I genuinely like animals, I enjoy making them feel better and helping their owners care for them. But my heart sinks when I hear “He hates the vets, he has always been this scared since he was a puppy”.” A totally different dog at home, happy and playful” or “It must smell different here, makes him scared”. “From the moment we pull into the carpark he starts shaking” “My cat hates her basket and the car journey to the vets”.
Why do these Dogs and Cats dislike a place that is designed to help them? Why do they get so scared? Where and when does this fear start? Is it the pet’s personality, breeding and early socialisation, owner influence, or what happened on a previous visit?
I think all of those factors play their part. An unsocialised puppy is going to be fearful, especially those that have come from a less than great start. Good breeders will take into account the temperament of their potential breeding stock and will only want to produce happy healthy well-adjusted pups. Those first few weeks both with the breeder and at the puppies’ new home are essential in developing a well-balanced friend for life. All influences are important, including the owners view of how the puppy will respond during their first visits. I have seen puppies that where confident and happy to go to the vets, later become fearful because the owner seem to think that it was natural to be scared. It was a shame because their previous dog had been scared as well.
What can we do to help provide both owner and pet with more confidence at the vets?
We find that if the owner is relaxed this helps the pet be more accepting of the visit. We want every dog to pull their owners in through the front door and be keen to see us. How do we to try to establish the vets as a place that dogs especially find welcoming and have a happy experience?
We try to keep waiting times down with prompt appointments.
We give small treats at appointments – Most of our long term dogs know where our treat jar is!
Recognising that not everyone finds the consulting table or even the waiting/consulting room a comfortable place and so examining them on the floor or in the carpark.
Moving animals from car to consulting room without waiting inside.
Keeping our rooms smelling clean with our choice of floor cleaner, usually of lemons a common cleaning smell at home.
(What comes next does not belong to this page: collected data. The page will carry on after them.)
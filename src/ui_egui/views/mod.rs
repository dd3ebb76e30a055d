use crate::models::schedule::SlotKey;
use crate::services::schedule::drag::DropIntent;

pub mod login_view;
pub mod schedule_view;

/// Requests raised while rendering the schedule screen. The app applies them
/// after the frame's widgets are laid out.
#[derive(Clone, Debug, PartialEq, Eq)]
pub enum ScheduleRequest {
    PreviousWeek,
    NextWeek,
    CurrentWeek,
    Reload,
    SelectStudent(i64),
    NewBooking,
    NewBookingAt(SlotKey),
    EditBooking(i64),
    DeleteBooking(i64),
    Move(DropIntent),
    DismissError,
    LogOut,
}
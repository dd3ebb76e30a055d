// Session module
// Authenticated user and session lifecycle states

use serde::{Deserialize, Serialize};

/// Durable storage key holding the bearer token.
pub const AUTH_TOKEN_KEY: &str = "authToken";
/// Durable storage key holding the JSON-serialized user.
pub const USER_KEY: &str = "user";
/// Durable storage key holding the login time in epoch milliseconds.
pub const LAST_LOGIN_TIME_KEY: &str = "lastLoginTime";

/// All keys making up one persisted session. They are written and cleared together.
pub const SESSION_KEYS: [&str; 3] = [AUTH_TOKEN_KEY, USER_KEY, LAST_LOGIN_TIME_KEY];

#[derive(Debug, Clone, PartialEq, Eq, Serialize, Deserialize)]
pub struct SessionUser {
    pub id: i64,
    pub username: String,
    pub role: String,
    #[serde(default)]
    pub name: String,
}

impl SessionUser {
    pub fn display_name(&self) -> &str {
        if self.name.trim().is_empty() {
            &self.username
        } else {
            &self.name
        }
    }
}

#[derive(Debug, Clone, Copy, PartialEq, Eq, Default)]
pub enum AuthState {
    #[default]
    Uninitialized,
    Loading,
    Authenticated,
    Unauthenticated,
}

impl AuthState {
    pub fn is_authenticated(&self) -> bool {
        matches!(self, AuthState::Authenticated)
    }
}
We have even considered segregating the waiting room and offering separate segregated cat and dog appointment times.
But by far our most successful way of making the vets a fun place is by offering early veterinary socialisation appointments for puppies with our nurses within the veterinary environment, or weight and worm appointments for short. By attending these on a regular basis, we have some of the most happy patients and owners. We like to think a little bit of effort by both puppy owners and ourselves creates a dog that wants to be here.
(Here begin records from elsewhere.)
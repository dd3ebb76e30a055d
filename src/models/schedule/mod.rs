// Schedule module
// Short-term bookings, time slots and teachers as served by the REST API

mod draft;
mod slot;
mod student;
mod week;

pub use draft::{BookingDraft, SlotMove};
pub use slot::{normalize_time_slot, SlotKey, DAYS_PER_WEEK};
pub use student::{Student, SHORT_TERM_CLASS};
pub use week::WeekWindow;

use chrono::NaiveDate;
use serde::{Deserialize, Deserializer, Serialize};

/// Short day labels indexed by `day_of_week - 1` (Monday first).
pub const DAY_NAMES: [&str; 7] = ["Mon", "Tue", "Wed", "Thu", "Fri", "Sat", "Sun"];

/// Returns the label for a 1-based day of week, or `"?"` when out of range.
pub fn day_name(day_of_week: u8) -> &'static str {
    match day_of_week {
        1..=7 => DAY_NAMES[(day_of_week - 1) as usize],
        _ => "?",
    }
}

#[derive(Debug, Clone, Copy, PartialEq, Eq, Default, Serialize, Deserialize)]
#[serde(rename_all = "lowercase")]
pub enum LessonType {
    #[default]
    Physical,
    Online,
}

impl LessonType {
    pub const ALL: [LessonType; 2] = [LessonType::Physical, LessonType::Online];

    pub fn label(&self) -> &'static str {
        match self {
            LessonType::Physical => "In person",
            LessonType::Online => "Online",
        }
    }
}

#[derive(Debug, Clone, Copy, PartialEq, Eq, Default, Serialize, Deserialize)]
#[serde(rename_all = "lowercase")]
pub enum ScheduleStatus {
    #[default]
    Scheduled,
    Completed,
    Cancelled,
    Rescheduled,
}

impl ScheduleStatus {
    pub const ALL: [ScheduleStatus; 4] = [
        ScheduleStatus::Scheduled,
        ScheduleStatus::Completed,
        ScheduleStatus::Cancelled,
        ScheduleStatus::Rescheduled,
    ];

    pub fn label(&self) -> &'static str {
        match self {
            ScheduleStatus::Scheduled => "Scheduled",
            ScheduleStatus::Completed => "Completed",
            ScheduleStatus::Cancelled => "Cancelled",
            ScheduleStatus::Rescheduled => "Rescheduled",
        }
    }
}

/// One booked lesson in a student's week.
#[derive(Debug, Clone, PartialEq, Serialize, Deserialize)]
pub struct ScheduleItem {
    pub id: i64,
    pub student_id: i64,
    #[serde(default)]
    pub student_name: Option<String>,
    #[serde(deserialize_with = "date_prefix")]
    pub week_start_date: NaiveDate,
    #[serde(deserialize_with = "date_prefix")]
    pub week_end_date: NaiveDate,
    pub day_of_week: u8,
    #[serde(deserialize_with = "time_slot_string")]
    pub time_slot: String,
    pub duration_minutes: i32,
    pub lesson_type: LessonType,
    #[serde(default)]
    pub status: ScheduleStatus,
    #[serde(default)]
    pub teacher_id: Option<i64>,
    #[serde(default)]
    pub teacher_name: Option<String>,
    #[serde(default)]
    pub subject: Option<String>,
    #[serde(default)]
    pub classroom: Option<String>,
    #[serde(default)]
    pub notes: Option<String>,
}

impl ScheduleItem {
    /// Placement key of the grid cell this booking occupies.
    pub fn slot_key(&self) -> SlotKey {
        SlotKey::new(self.day_of_week, self.time_slot.clone())
    }

    pub fn occupies(&self, day_of_week: u8, time_slot: &str) -> bool {
        self.day_of_week == day_of_week && self.time_slot == time_slot
    }

    pub fn subject_label(&self) -> &str {
        non_empty(self.subject.as_deref()).unwrap_or("No subject")
    }

    pub fn teacher_label(&self) -> &str {
        non_empty(self.teacher_name.as_deref()).unwrap_or("No teacher assigned")
    }
}

/// A row on the grid's time axis.
#[derive(Debug, Clone, PartialEq, Eq, Serialize, Deserialize)]
pub struct TimeSlot {
    #[serde(deserialize_with = "time_slot_string")]
    pub time_slot: String,
    pub display_time: String,
}

#[derive(Debug, Clone, PartialEq, Eq, Serialize, Deserialize)]
pub struct Teacher {
    pub id: i64,
    pub name: String,
    #[serde(default, deserialize_with = "flag")]
    pub is_active: bool,
}

fn non_empty(value: Option<&str>) -> Option<&str> {
    value.filter(|v| !v.trim().is_empty())
}

// SQL DATE columns arrive either as `YYYY-MM-DD` or as a full ISO timestamp.
fn date_prefix<'de, D>(deserializer: D) -> Result<NaiveDate, D::Error>
where
    D: Deserializer<'de>,
{
    let raw = String::deserialize(deserializer)?;
    let prefix = raw.get(..10).unwrap_or(&raw);
    NaiveDate::parse_from_str(prefix, "%Y-%m-%d").map_err(serde::de::Error::custom)
}

fn time_slot_string<'de, D>(deserializer: D) -> Result<String, D::Error>
where
    D: Deserializer<'de>,
{
    let raw = String::deserialize(deserializer)?;
    normalize_time_slot(&raw)
        .ok_or_else(|| serde::de::Error::custom(format!("invalid time slot '{}'", raw)))
}

// BIT columns may be serialized as booleans or as 0/1.
fn flag<'de, D>(deserializer: D) -> Result<bool, D::Error>
where
    D: Deserializer<'de>,
{
    match serde_json::Value::deserialize(deserializer)? {
        serde_json::Value::Bool(value) => Ok(value),
        serde_json::Value::Number(n) => Ok(n.as_i64().unwrap_or(0) != 0),
        serde_json::Value::Null => Ok(false),
        other => Err(serde::de::Error::custom(format!(
            "expected boolean flag, found {}",
            other
        ))),
    }
}

#[cfg(test)]
mod tests {
    use super::*;
    use serde_json::json;

    fn sample_json() -> serde_json::Value {
        json!({
            "id": 1,
            "student_id": 7,
            "student_name": "Amy",
            "week_start_date": "2025-03-03T00:00:00.000Z",
            "week_end_date": "2025-03-09",
            "day_of_week": 2,
            "time_slot": "1970-01-01T09:00:00.000Z",
            "duration_minutes": 30,
            "lesson_type": "physical",
            "status": "scheduled",
            "teacher_id": null,
            "teacher_name": null,
            "subject": "Math",
            "classroom": "A1",
            "notes": null,
            "school": "ignored extra column"
        })
    }

    #[test]
    fn test_deserialize_schedule_item_normalizes_server_formats() {
        let item: ScheduleItem = serde_json::from_value(sample_json()).unwrap();

        assert_eq!(item.week_start_date, NaiveDate::from_ymd_opt(2025, 3, 3).unwrap());
        assert_eq!(item.week_end_date, NaiveDate::from_ymd_opt(2025, 3, 9).unwrap());
        assert_eq!(item.time_slot, "09:00:00");
        assert_eq!(item.lesson_type, LessonType::Physical);
        assert_eq!(item.status, ScheduleStatus::Scheduled);
        assert!(item.teacher_id.is_none());
    }

    #[test]
    fn test_missing_status_defaults_to_scheduled() {
        let mut value = sample_json();
        value.as_object_mut().unwrap().remove("status");

        let item: ScheduleItem = serde_json::from_value(value).unwrap();
        assert_eq!(item.status, ScheduleStatus::Scheduled);
    }

    #[test]
    fn test_unknown_lesson_type_is_rejected() {
        let mut value = sample_json();
        value["lesson_type"] = json!("hybrid");

        assert!(serde_json::from_value::<ScheduleItem>(value).is_err());
    }

    #[test]
    fn test_labels_fall_back_when_blank() {
        let mut item: ScheduleItem = serde_json::from_value(sample_json()).unwrap();
        item.subject = Some("   ".to_string());

        assert_eq!(item.subject_label(), "No subject");
        assert_eq!(item.teacher_label(), "No teacher assigned");
    }

    #[test]
    fn test_teacher_active_flag_accepts_bit_values() {
        let active: Teacher =
            serde_json::from_value(json!({"id": 1, "name": "Lin", "is_active": 1})).unwrap();
        let inactive: Teacher =
            serde_json::from_value(json!({"id": 2, "name": "Wu", "is_active": false})).unwrap();
        let missing: Teacher = serde_json::from_value(json!({"id": 3, "name": "Ho"})).unwrap();

        assert!(active.is_active);
        assert!(!inactive.is_active);
        assert!(!missing.is_active);
    }

    #[test]
    fn test_day_name_bounds() {
        assert_eq!(day_name(1), "Mon");
        assert_eq!(day_name(7), "Sun");
        assert_eq!(day_name(0), "?");
        assert_eq!(day_name(8), "?");
    }
}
So if they are ill in the future and need our help, they are not afraid to show normal reactions to stimuli. They are relaxed enough to allow a full examination and helping us to help them. Even if they attend us for routine surgery such as neutering, they still seem to think we are great and come running through the door and up the corridor.
Some adult dogs that we see over a long time period do improve in their attitude to seeing the vet, but it takes a long time. We would rather start with a positive association than try to correct a negative one.
The question still remains to be answered, that German Shepherd so long ago. Nature or nurture? What made him behave like that? I hope he finally trusted someone to help him, I will never know. But together with puppies owners we can try to prevent the same type of fear with early socialisation and make a trip to the vet’s fun.